Redacción
Spain, Germany, Italy, Portugal, and Austria have formally requested the European Commission, through a joint letter, to create a common tax on large energy companies in response to rising oil prices resulting from the war in Iran. The initiative, first reported by Reuters, proposes coordinated action at the European level to address the economic effects of the energy crisis and avoid fragmented responses among member states.
The five countries believe that the current context of rising energy prices, driven by instability in the Middle East, is generating extraordinary profits in the sector that should be subject to specific taxation.
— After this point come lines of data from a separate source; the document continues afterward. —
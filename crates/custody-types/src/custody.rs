//! # CustodyNode: the persisted custody relationship
//!
//! ## Lifecycle
//!
//! ```text
//!   petition / admin       qualifying payment
//!   ───────────────▶ UNASSIGNED ─────────────▶ ASSIGNED
//! ```
//!
//! - At most one row exists per `(custodian, payee, kernel_id)`.
//! - The transition to ASSIGNED happens exactly once; afterwards the
//!   application id, credential blob and service public key never change.
//! - Rows are never deleted.

use chrono::{DateTime, Utc};
use serde::{Deserialize, Serialize};

use crate::{Address, AppId, KernelId, TxHash};

/// The natural deduplication key of a custody row.
#[derive(Debug, Clone, Copy, PartialEq, Eq, Hash)]
pub struct CustodyKey {
    pub custodian: Address,
    pub payee: Address,
    pub kernel_id: KernelId,
}

impl CustodyKey {
    #[must_use]
    pub fn new(custodian: Address, payee: Address, kernel_id: KernelId) -> Self {
        Self {
            custodian,
            payee,
            kernel_id,
        }
    }
}

impl std::fmt::Display for CustodyKey {
    fn fmt(&self, f: &mut std::fmt::Formatter<'_>) -> std::fmt::Result {
        write!(
            f,
            "custody:{}:{}:{}",
            hex::encode(&self.custodian.spend_key[..4]),
            hex::encode(&self.payee.spend_key[..4]),
            self.kernel_id.short()
        )
    }
}

/// A custody row.
#[derive(Debug, Clone, PartialEq, Eq, Serialize, Deserialize)]
pub struct CustodyNode {
    pub custodian: Address,
    pub payee: Address,
    pub kernel_id: KernelId,
    /// Assigned application, `None` until a qualifying payment is processed.
    pub app_id: Option<AppId>,
    /// Hash of the acknowledgement transaction carrying the petition.
    pub transaction_hash: Option<TxHash>,
    /// Sealed credential bundle (unpadded URL-safe base64).
    pub encrypted_credentials: Option<String>,
    /// Service public key the bundle was sealed with (hex).
    pub service_public_key: Option<String>,
    pub created_at: DateTime<Utc>,
    pub updated_at: DateTime<Utc>,
}

impl CustodyNode {
    /// A fresh unassigned row.
    #[must_use]
    pub fn unassigned(key: CustodyKey, now: DateTime<Utc>) -> Self {
        Self {
            custodian: key.custodian,
            payee: key.payee,
            kernel_id: key.kernel_id,
            app_id: None,
            transaction_hash: None,
            encrypted_credentials: None,
            service_public_key: None,
            created_at: now,
            updated_at: now,
        }
    }

    #[must_use]
    pub fn key(&self) -> CustodyKey {
        CustodyKey::new(self.custodian, self.payee, self.kernel_id)
    }

    /// Whether an application has been handed over for this row.
    #[must_use]
    pub fn is_assigned(&self) -> bool {
        self.app_id.is_some()
    }
}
The proposal suggests that these revenues be used to alleviate the impact on consumers and the productive sector, especially at a time of inflationary pressure and economic slowdown in the European Union.
According to information released by Reuters, the signatory governments emphasize that a coordinated response at the EU level would prevent distortions in the internal market resulting from the application of unequal tax measures among countries. Furthermore, they argue that this instrument would strengthen the European Union’s capacity to act jointly in the face of energy crises with systemic effects.
The initiative comes at a time when the debate on public intervention in energy markets is once again gaining prominence in Brussels. The European Commission will now have to analyze both the legal basis and the political feasibility of the proposal, in a context marked by differences among member states regarding the scope of European taxation and the role of the market in managing energy crises.